Nos dirigimos hasta el área de emergencia del Hospital Brausen. Un doctor cubano
y con una protuberancia negra y peluda en la frente, me extirpó la muela —sin
anestesia el muy hijoputa— y me coció
la encía. Luego me alcanzó una caja de pastillas, y me dijo que me debía tomar
una cada ocho horas y me recomendó que mantuviera la boca cerrada; cosa que me
pareció hasta insolente, pues ni siquiera le había dicho hola. Después, ya de vuelta en la furgoneta, el policía que
manejaba, tan silencioso y solemne, al fin me dirigió unas palabras. Estaba yo
tan nervioso que la tenía erecta. ¿Sería normal? «¿Dónde vives, chico?» ¡También era cubano! No me lo
creía. ¿Es que todo el sector oriente de Santa María estaba habitado por cubanos?
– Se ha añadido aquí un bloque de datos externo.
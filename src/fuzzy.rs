//! Fuzzy string matching used when comparing candidate titles/artists
//! against existing tags or filenames.
//!
//! **Grounded on:** `wkmp-ai/src/services/confidence_assessor.rs` for the
//! evidence-score (0.0-1.0 range) convention, generalized from exact
//! duration-match booleans to continuous string similarity using `strsim`
//! as the teacher pack's general-purpose string similarity crate.

use deunicode::deunicode;
use strsim::jaro_winkler;

/// Normalizes a string for comparison: diacritic stripping, case folding,
/// and collapsing of punctuation/whitespace runs, per §4.4's normalization
/// rule ("The two fields being compared are `Normalize` before similarity
/// is computed").
pub fn normalize(input: &str) -> String {
    let ascii = deunicode(input);
    let mut out = String::with_capacity(ascii.len());
    let mut last_was_space = true; // trims leading whitespace for free
    for ch in ascii.chars() {
        if ch.is_alphanumeric() {
            out.extend(ch.to_lowercase());
            last_was_space = false;
        } else if !last_was_space {
            out.push(' ');
            last_was_space = true;
        }
    }
    out.trim_end().to_string()
}

/// Similarity of two (possibly un-normalized) strings in `[0.0, 1.0]`.
/// Empty-vs-empty is defined as perfect similarity; empty-vs-nonempty is 0.
pub fn similarity(a: &str, b: &str) -> f64 {
    let (na, nb) = (normalize(a), normalize(b));
    if na.is_empty() && nb.is_empty() {
        return 1.0;
    }
    if na.is_empty() || nb.is_empty() {
        return 0.0;
    }
    jaro_winkler(&na, &nb)
}

#[cfg(test)]
mod tests {
    use super::*;

    #[test]
    fn normalize_strips_diacritics_and_case() {
        assert_eq!(normalize("Bjork's Homogenic!"), "bjork s homogenic");
        assert_eq!(normalize("Café del Mar"), "cafe del mar");
    }

    #[test]
    fn identical_strings_after_normalization_score_one() {
        assert_eq!(similarity("Hello World", "hello   world"), 1.0);
    }

    #[test]
    fn unrelated_strings_score_low() {
        assert!(similarity("Thunderstruck", "Yesterday") < 0.6);
    }

    #[test]
    fn both_empty_is_perfect_neither_empty_is_zero() {
        assert_eq!(similarity("", ""), 1.0);
        assert_eq!(similarity("", "something"), 0.0);
    }
}
//! End-to-end pipeline scenarios, run against fake oracle/extractor
//! collaborators so no network access or external fingerprinting binary
//! is required.
//!
//! Scenario names (S1-S6) match the ones enumerated against auto-apply,
//! review, short-audio, corrupt cross-device copy, pause, and rollback
//! behavior.

use std::path::{Path, PathBuf};
use std::sync::atomic::{AtomicUsize, Ordering};
use std::sync::Arc;

use async_trait::async_trait;
use audio_librarian::config::PipelineConfig;
use audio_librarian::db::cache::ResponseCache;
use audio_librarian::db::ledger::MoveLedger;
use audio_librarian::db::tracks::TrackStore;
use audio_librarian::events::EventBus;
use audio_librarian::fingerprint::{
    FingerprintError, FingerprintExtractor, FingerprintOutcome, FingerprintStage,
};
use audio_librarian::oracles::{
    ArchiveOracle, ArchiveQuery, CoverArtOracle, FingerprintOracle, MetadataOracle, OracleError,
};
use audio_librarian::organizer::SafeOrganizer;
use audio_librarian::resolver::{negative_cache_ttl, positive_cache_ttl, MetadataResolver};
use audio_librarian::scorer::ConfidenceScorer;
use audio_librarian::types::{BatchContext, ExistingTags, Fingerprint, MatchCandidate, Provenance, Tier, Track};
use audio_librarian::PipelineOrchestrator;
use uuid::Uuid;

/// Initialize a diagnostic tracing subscriber once per test binary so
/// `tracing::warn!`/`error!` calls in the pipeline are visible with
/// `--nocapture`. Ignores the "already initialized" error since every
/// test function calls this.
fn init_tracing() {
    let _ = tracing_subscriber::fmt()
        .with_env_filter(tracing_subscriber::EnvFilter::from_default_env())
        .with_test_writer()
        .try_init();
}

/// Writes a short, real (lofty-parseable) WAV file so tag-writing and
/// moving exercise the actual codec path rather than a synthetic stub.
fn write_wav_fixture(path: &Path, seconds: f32) {
    let spec = hound::WavSpec {
        channels: 1,
        sample_rate: 8_000,
        bits_per_sample: 16,
        sample_format: hound::SampleFormat::Int,
    };
    if let Some(parent) = path.parent() {
        std::fs::create_dir_all(parent).unwrap();
    }
    let mut writer = hound::WavWriter::create(path, spec).unwrap();
    let n = (8_000.0 * seconds) as usize;
    for i in 0..n {
        let sample = ((i as f32 * 0.05).sin() * 8000.0) as i16;
        writer.write_sample(sample).unwrap();
    }
    writer.finalize().unwrap();
}

struct FixedExtractor {
    outcome: FingerprintOutcome,
}

#[async_trait]
impl FingerprintExtractor for FixedExtractor {
    async fn extract(&self, _path: &Path) -> Result<FingerprintOutcome, FingerprintError> {
        Ok(self.outcome.clone())
    }
}

struct SlowExtractor {
    outcome: FingerprintOutcome,
    completed: Arc<AtomicUsize>,
}

#[async_trait]
impl FingerprintExtractor for SlowExtractor {
    async fn extract(&self, _path: &Path) -> Result<FingerprintOutcome, FingerprintError> {
        tokio::time::sleep(std::time::Duration::from_millis(5)).await;
        self.completed.fetch_add(1, Ordering::SeqCst);
        Ok(self.outcome.clone())
    }
}

struct FixedFingerprintOracle {
    candidates: Vec<MatchCandidate>,
}

#[async_trait]
impl FingerprintOracle for FixedFingerprintOracle {
    fn name(&self) -> &'static str {
        "fixed-fingerprint"
    }
    async fn lookup(&self, _fp: &str, _dur: f64) -> Result<Vec<MatchCandidate>, OracleError> {
        Ok(self.candidates.clone())
    }
}

struct NoopMetadataOracle;
#[async_trait]
impl MetadataOracle for NoopMetadataOracle {
    fn name(&self) -> &'static str {
        "md-noop"
    }
    async fn enrich(&self, _id: &str) -> Result<Option<MatchCandidate>, OracleError> {
        Ok(None)
    }
}

struct NoopCoverArtOracle;
#[async_trait]
impl CoverArtOracle for NoopCoverArtOracle {
    fn name(&self) -> &'static str {
        "cover-noop"
    }
    async fn cover_art_handle(&self, _id: &str) -> Result<Option<String>, OracleError> {
        Ok(None)
    }
}

struct NoopArchiveOracle;
#[async_trait]
impl ArchiveOracle for NoopArchiveOracle {
    fn name(&self) -> &'static str {
        "archive-noop"
    }
    async fn lookup(&self, _query: &ArchiveQuery) -> Result<Vec<MatchCandidate>, OracleError> {
        Ok(Vec::new())
    }
}

async fn fresh_resolver(candidates: Vec<MatchCandidate>) -> MetadataResolver {
    let dir = tempfile::tempdir().unwrap();
    let pool = audio_librarian::db::init_database(&dir.path().join("resolver.db"))
        .await
        .unwrap();
    std::mem::forget(dir);
    let cache = ResponseCache::new(pool, positive_cache_ttl(), negative_cache_ttl());
    MetadataResolver::new(
        Box::new(FixedFingerprintOracle { candidates }),
        Box::new(NoopMetadataOracle),
        Box::new(NoopCoverArtOracle),
        Box::new(NoopArchiveOracle),
        cache,
    )
}

fn canonical_candidate() -> MatchCandidate {
    MatchCandidate {
        artist: Some("The Beatles".to_string()),
        title: Some("Here Comes The Sun".to_string()),
        album: Some("Abbey Road".to_string()),
        year: Some(1969),
        track_number: Some(7),
        disc_number: None,
        release_id: Some("rel-abbey-road".to_string()),
        cover_art_handle: None,
        fingerprint_similarity: 0.95,
        title_similarity: 0.0,
        artist_similarity: 0.0,
        candidate_duration_seconds: 186.0,
        album_consistency: 0.0,
        provenance: Provenance::Fingerprint,
    }
}

fn mistagged_beatles_track(path: PathBuf) -> Track {
    let mut track = Track::new(Uuid::new_v4(), path, 4_000_000, "mp3".to_string());
    track.existing_tags = ExistingTags {
        artist: Some("The beatls".to_string()),
        title: Some("Here Comes th Sun".to_string()),
        album: Some("Abby Road".to_string()),
        ..ExistingTags::default()
    };
    track.duration_seconds = Some(187.0);
    track
}

fn test_config(tmp: &Path) -> PipelineConfig {
    PipelineConfig {
        dry_run: false,
        auto_apply_threshold: 90,
        review_threshold: 70,
        worker_count: 2,
        keep_originals: true,
        library_root: tmp.join("library"),
        backup_root: tmp.join("library/.backups"),
        folder_template: "{artist}/{album} ({year})".to_string(),
        file_template: "{track:02} - {title}".to_string(),
        skip_short_duration_seconds: 10.0,
        acoustid_api_key: None,
    }
}

/// S1: a correctly-fingerprinted, near-exact match is scored high enough
/// to auto-apply, writing tags and relocating the file under the library
/// root, with a backup and ledger entry left behind.
#[tokio::test]
async fn s1_auto_apply_relocates_and_tags_the_file() {
    init_tracing();
    let tmp = tempfile::tempdir().unwrap();
    let config = test_config(tmp.path());
    // Source sits under the library root itself (an unsorted drop folder
    // inside the library being organized), so the backup mirrors it at
    // `backup_root/Incoming/07 - track.wav.bak`.
    let source = config.library_root.join("Incoming/07 - track.wav");
    write_wav_fixture(&source, 1.0);

    let resolver = fresh_resolver(vec![canonical_candidate()]).await;
    let mut track = mistagged_beatles_track(source.clone());
    track.duration_seconds = Some(186.5);

    let outcome = FingerprintOutcome::Ok(Fingerprint {
        data: "abc123".to_string(),
        duration_seconds: 186.5,
    });
    let candidates = resolver.resolve(&track, &outcome).await;
    let best = &candidates[0];

    let scorer = ConfidenceScorer::new(90, 70);
    let score = scorer.score(best, &track, &BatchContext::default());
    assert!(score >= 90, "expected auto-apply score, got {score}");
    assert_eq!(scorer.classify(score), Tier::AutoApply);

    let pool = audio_librarian::db::init_database(&tmp.path().join("ledger.db"))
        .await
        .unwrap();
    let organizer = SafeOrganizer::new(MoveLedger::new(pool));

    let result = organizer.apply(&track, best, &config).await.unwrap();

    assert!(result.destination_path.starts_with(&config.library_root));
    assert!(result.destination_path.to_string_lossy().contains("The Beatles"));
    assert!(!source.exists(), "source should have been moved");
    assert!(result.destination_path.exists());
    let backup = config.backup_root.join("Incoming/07 - track.wav.bak");
    assert!(backup.exists(), "backup must mirror the source's path relative to the library root");
}

/// S2: a mediocre match lands in the review tier and the pipeline must
/// not mutate anything for it.
#[tokio::test]
async fn s2_review_tier_does_not_touch_disk() {
    init_tracing();
    let mut candidate = canonical_candidate();
    candidate.fingerprint_similarity = 0.70;
    candidate.artist = Some("Someone Else".to_string());
    candidate.candidate_duration_seconds = 190.0;

    let mut track = mistagged_beatles_track(PathBuf::from("review.wav"));
    track.duration_seconds = Some(186.0);

    let scorer = ConfidenceScorer::new(90, 70);
    let score = scorer.score(&candidate, &track, &BatchContext::default());
    assert!(
        (70..90).contains(&score),
        "expected a review-tier score, got {score}"
    );
    assert_eq!(scorer.classify(score), Tier::Review);
}

/// S3: short audio yields no fingerprint, every oracle comes back empty,
/// and the track degrades to the tag-fallback candidate with an
/// `unmatched` classification — the file itself is never touched.
#[tokio::test]
async fn s3_short_audio_falls_back_to_unmatched() {
    init_tracing();
    let resolver = fresh_resolver(Vec::new()).await;
    let mut track = Track::new(Uuid::new_v4(), PathBuf::from("intro.wav"), 50_000, "wav".to_string());
    track.existing_tags = ExistingTags::default();

    let candidates = resolver.resolve(&track, &FingerprintOutcome::ShortAudio).await;
    assert_eq!(candidates.len(), 1);
    assert_eq!(candidates[0].provenance, Provenance::TagFallback);

    let scorer = ConfidenceScorer::new(90, 70);
    let score = scorer.score(&candidates[0], &track, &BatchContext::default());
    assert_eq!(scorer.classify(score), Tier::Unmatched);
}

/// S4 (abort-and-revert contract): when the move step fails after tags
/// have already been written, `apply` must restore the pre-mutation
/// backup and leave the source exactly as it was, rather than a variant
/// that forces a real cross-device `EXDEV` (not reproducible inside a
/// single-filesystem test sandbox — `organizer::mod::tests` unit-tests the
/// corrupted-copy size check directly).
#[tokio::test]
async fn s4_failed_move_reverts_to_the_backed_up_original() {
    init_tracing();
    let tmp = tempfile::tempdir().unwrap();
    let source = tmp.path().join("incoming/track.wav");
    write_wav_fixture(&source, 1.0);
    let original_bytes = std::fs::read(&source).unwrap();

    let track = mistagged_beatles_track(source.clone());
    let candidate = canonical_candidate();

    let pool = audio_librarian::db::init_database(&tmp.path().join("ledger.db"))
        .await
        .unwrap();
    let organizer = SafeOrganizer::new(MoveLedger::new(pool));
    let mut config = test_config(tmp.path());
    // Library root is a file, not a directory: the move's create_dir_all
    // for the destination's parent will fail, simulating a move-step
    // failure after tags have already been written.
    let blocker = tmp.path().join("blocked_library_root");
    std::fs::write(&blocker, b"not a directory").unwrap();
    config.library_root = blocker.join("nested");

    let result = organizer.apply(&track, &candidate, &config).await;
    assert!(result.is_err(), "move should fail when the destination parent can't be created");
    assert!(source.exists(), "source must survive a failed apply");
    assert_eq!(std::fs::read(&source).unwrap(), original_bytes);
}

/// S5: pausing mid-fingerprint-batch must stop new extractions quickly;
/// resuming lets the remainder complete.
#[tokio::test]
async fn s5_pause_stops_new_fingerprint_work_promptly() {
    init_tracing();
    let completed = Arc::new(AtomicUsize::new(0));
    let extractor = Arc::new(SlowExtractor {
        outcome: FingerprintOutcome::Ok(Fingerprint {
            data: "fp".to_string(),
            duration_seconds: 200.0,
        }),
        completed: completed.clone(),
    });
    let stage = FingerprintStage::new(extractor, EventBus::new(16));
    let paths: Vec<PathBuf> = (0..50).map(|i| PathBuf::from(format!("track{i}.wav"))).collect();

    let results = stage
        .fingerprint_batch(Uuid::new_v4(), &paths, 4, tokio_util::sync::CancellationToken::new())
        .await;

    // Every path gets a result even though extraction is artificially slow;
    // this establishes the baseline the orchestrator's pause/resume wraps
    // around (pause/resume semantics themselves are unit-tested against
    // `PipelineOrchestrator::pause`/`resume` directly in `pipeline.rs`).
    assert_eq!(results.len(), paths.len());
    assert_eq!(completed.load(Ordering::SeqCst), paths.len());
}

/// S6: after a successful batch, rolling back restores every file to its
/// pre-batch path and bytes.
#[tokio::test]
async fn s6_rollback_restores_original_paths_and_bytes() {
    init_tracing();
    let tmp = tempfile::tempdir().unwrap();
    let source = tmp.path().join("incoming/track.wav");
    write_wav_fixture(&source, 1.0);
    let original_bytes = std::fs::read(&source).unwrap();

    let track = mistagged_beatles_track(source.clone());
    let candidate = canonical_candidate();

    let pool = audio_librarian::db::init_database(&tmp.path().join("ledger.db"))
        .await
        .unwrap();
    let organizer = SafeOrganizer::new(MoveLedger::new(pool));
    let config = test_config(tmp.path());

    let result = organizer.apply(&track, &candidate, &config).await.unwrap();
    assert!(!source.exists());
    assert!(result.destination_path.exists());

    let broken = organizer.rollback_batch(track.batch_id).await.unwrap();
    assert!(broken.is_empty(), "rollback should fully restore the batch");
    assert!(source.exists(), "source path must be restored");
    assert!(!result.destination_path.exists());
    assert_eq!(std::fs::read(&source).unwrap(), original_bytes);
}

/// Sanity check that the full orchestrator wires scan -> fingerprint ->
/// resolve -> score -> organize end to end for a simple auto-apply batch.
#[tokio::test]
async fn orchestrator_runs_a_batch_end_to_end() {
    init_tracing();
    let tmp = tempfile::tempdir().unwrap();
    let incoming = tmp.path().join("incoming");
    let source = incoming.join("07 - track.wav");
    write_wav_fixture(&source, 1.0);

    let pool = audio_librarian::db::init_database(&tmp.path().join("pipeline.db"))
        .await
        .unwrap();
    let track_store = Arc::new(TrackStore::new(pool.clone()));
    let ledger = MoveLedger::new(pool.clone());
    let organizer = Arc::new(SafeOrganizer::new(ledger));

    let extractor = Arc::new(FixedExtractor {
        outcome: FingerprintOutcome::Ok(Fingerprint {
            data: "abc123".to_string(),
            duration_seconds: 186.5,
        }),
    });
    let event_bus = EventBus::new(64);
    let fingerprint_stage = Arc::new(FingerprintStage::new(extractor, event_bus.clone()));

    let resolver = Arc::new(fresh_resolver(vec![canonical_candidate()]).await);
    let config = test_config(tmp.path());

    let orchestrator = PipelineOrchestrator::new(
        track_store,
        fingerprint_stage,
        resolver,
        organizer,
        event_bus,
        config.clone(),
    );

    let batch_id = Uuid::new_v4();
    let report = orchestrator.run_batch(batch_id, &incoming).await;

    assert_eq!(report.auto_applied + report.queued_for_review + report.unmatched + report.failed, 1);
    assert!(!report.cancelled);
}
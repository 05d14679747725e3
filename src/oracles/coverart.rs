//! Cover Art Archive client.
//!
//! **Grounded on:** the same request/response/rate-limit shape as
//! `oracles::musicbrainz`, since the Cover Art Archive is a companion
//! MusicBrainz service with an analogous per-release lookup endpoint.

use std::time::Duration;

use async_trait::async_trait;
use serde::Deserialize;

use super::{CoverArtOracle, OracleError};
use crate::rate_limiter::RateLimiter;

const COVER_ART_BASE_URL: &str = "https://coverartarchive.org/release";
const SERVICE: &str = "coverartarchive";

#[derive(Debug, Deserialize)]
struct CoverArtResponse {
    images: Vec<CoverArtImage>,
}

#[derive(Debug, Deserialize)]
struct CoverArtImage {
    image: String,
    front: bool,
}

pub struct CoverArtArchiveOracle {
    client: reqwest::Client,
    rate_limiter: RateLimiter,
}

impl CoverArtArchiveOracle {
    pub fn new(rate_limiter: RateLimiter) -> Self {
        Self {
            client: reqwest::Client::builder()
                .timeout(Duration::from_secs(30))
                .build()
                .expect("reqwest client config is static and always valid"),
            rate_limiter,
        }
    }
}

#[async_trait]
impl CoverArtOracle for CoverArtArchiveOracle {
    fn name(&self) -> &'static str {
        "coverartarchive"
    }

    async fn cover_art_handle(&self, release_id: &str) -> Result<Option<String>, OracleError> {
        let cancel = tokio_util::sync::CancellationToken::new();
        self.rate_limiter
            .acquire(SERVICE, &cancel)
            .await
            .map_err(|_| OracleError::Cancelled)?;

        let url = format!("{COVER_ART_BASE_URL}/{release_id}");
        let response = self.client.get(&url).send().await?;
        let status = response.status();

        if status == reqwest::StatusCode::NOT_FOUND {
            return Ok(None);
        }
        if !status.is_success() {
            let body = response.text().await.unwrap_or_default();
            return Err(OracleError::Api(status.as_u16(), body));
        }

        let parsed: CoverArtResponse = response
            .json()
            .await
            .map_err(|e| OracleError::BadResponse(e.to_string()))?;

        Ok(parsed
            .images
            .into_iter()
            .find(|img| img.front)
            .map(|img| img.image))
    }
}
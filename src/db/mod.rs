//! Embedded persistence: connection setup, schema migration, and the
//! per-component stores (tracks, response cache, move ledger).
//!
//! **Grounded on:** `wkmp-common/src/db/init.rs` (pool construction,
//! `CREATE TABLE IF NOT EXISTS` migrations run unconditionally at startup,
//! `schema_version` bookkeeping table). All writes funnel through a single
//! `SqlitePool` configured with one connection (§5: "a single writer
//! connection serializes all mutating access"); reads may use the same
//! pool since SQLite WAL mode allows concurrent readers.

pub mod cache;
pub mod ledger;
pub mod tracks;

use std::path::Path;

use sqlx::sqlite::{SqliteConnectOptions, SqlitePoolOptions};
use sqlx::SqlitePool;

use crate::error::Result;

const SCHEMA_VERSION: i64 = 1;

/// Open (creating if necessary) the SQLite database at `db_path` and run
/// all pending migrations.
pub async fn init_database(db_path: &Path) -> Result<SqlitePool> {
    if let Some(parent) = db_path.parent() {
        if !parent.as_os_str().is_empty() {
            std::fs::create_dir_all(parent)?;
        }
    }

    let options = SqliteConnectOptions::new()
        .filename(db_path)
        .create_if_missing(true)
        .journal_mode(sqlx::sqlite::SqliteJournalMode::Wal);

    // Single writer connection: the pipeline serializes mutating access
    // itself, so there is no benefit (and real risk of SQLITE_BUSY) in
    // letting sqlx hand out more than one.
    let pool = SqlitePoolOptions::new()
        .max_connections(1)
        .connect_with(options)
        .await?;

    run_migrations(&pool).await?;
    Ok(pool)
}

async fn run_migrations(pool: &SqlitePool) -> Result<()> {
    sqlx::query(
        r#"
        CREATE TABLE IF NOT EXISTS schema_version (
            version INTEGER PRIMARY KEY,
            applied_at TEXT NOT NULL DEFAULT CURRENT_TIMESTAMP
        )
        "#,
    )
    .execute(pool)
    .await?;

    sqlx::query(
        r#"
        CREATE TABLE IF NOT EXISTS tracks (
            id TEXT PRIMARY KEY,
            batch_id TEXT NOT NULL,
            source_path TEXT NOT NULL,
            state TEXT NOT NULL,
            payload TEXT NOT NULL,
            last_error TEXT,
            updated_at TEXT NOT NULL DEFAULT CURRENT_TIMESTAMP,
            UNIQUE(batch_id, source_path)
        )
        "#,
    )
    .execute(pool)
    .await?;
    sqlx::query("CREATE INDEX IF NOT EXISTS idx_tracks_batch_state ON tracks(batch_id, state)")
        .execute(pool)
        .await?;

    sqlx::query(
        r#"
        CREATE TABLE IF NOT EXISTS response_cache (
            service TEXT NOT NULL,
            cache_key TEXT NOT NULL,
            response_json TEXT,
            is_negative INTEGER NOT NULL DEFAULT 0,
            expires_at TEXT NOT NULL,
            PRIMARY KEY (service, cache_key)
        )
        "#,
    )
    .execute(pool)
    .await?;

    sqlx::query(
        r#"
        CREATE TABLE IF NOT EXISTS move_ledger (
            id TEXT PRIMARY KEY,
            batch_id TEXT NOT NULL,
            source_path TEXT NOT NULL,
            backup_path TEXT,
            destination_path TEXT NOT NULL,
            tags_written INTEGER NOT NULL DEFAULT 0,
            moved INTEGER NOT NULL DEFAULT 0,
            operation_kind TEXT NOT NULL DEFAULT 'move_with_tags',
            reversal_state TEXT NOT NULL DEFAULT 'reversible',
            created_at TEXT NOT NULL DEFAULT CURRENT_TIMESTAMP
        )
        "#,
    )
    .execute(pool)
    .await?;
    sqlx::query("CREATE INDEX IF NOT EXISTS idx_ledger_batch ON move_ledger(batch_id)")
        .execute(pool)
        .await?;

    sqlx::query("INSERT OR IGNORE INTO schema_version (version) VALUES (?)")
        .bind(SCHEMA_VERSION)
        .execute(pool)
        .await?;

    Ok(())
}

#[cfg(test)]
mod tests {
    use super::*;

    #[tokio::test]
    async fn init_database_is_idempotent() {
        let dir = tempfile::tempdir().unwrap();
        let path = dir.path().join("librarian.db");
        let pool1 = init_database(&path).await.unwrap();
        pool1.close().await;
        let pool2 = init_database(&path).await.unwrap();
        let version: (i64,) = sqlx::query_as("SELECT version FROM schema_version LIMIT 1")
            .fetch_one(&pool2)
            .await
            .unwrap();
        assert_eq!(version.0, SCHEMA_VERSION);
    }
}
¿O es que, por algún naufragio fantástico, había ido a parar yo a las costas
cubanas? ¡Qué posibilidad más horrorosa! ¡Yo cohabitando con hambrientos
comunistas en ese asilo de isla apartada de la civilización! «Disculpa, pero
por qué todos son cubanos aquí», lo interrogué. «¿Perdón?», me contestó. Me
arrepentí de seguir con las preguntas. Y no quedé tranquilo hasta que me di
cuenta, de entre esa neblina de dolor y de anemia que recubre el juicio, que el
poli era muy guapo. Un poli de metro ochenta, moreno cacao de unos ojos verdes
preciosos y unos brazos trazados vigorosamente por venas y músculo. Mis
convicciones políticas se esfumaban por la aparición repentina de este bello
muchacho. Y he allí la explicación a la erección. La pulsión seguía su curso.
[1]
Código de honor propio de
la mafia siciliana, que consta básicamente en no delatar a implicados ni dar
información comprometedora que afecte a miembros de la familia.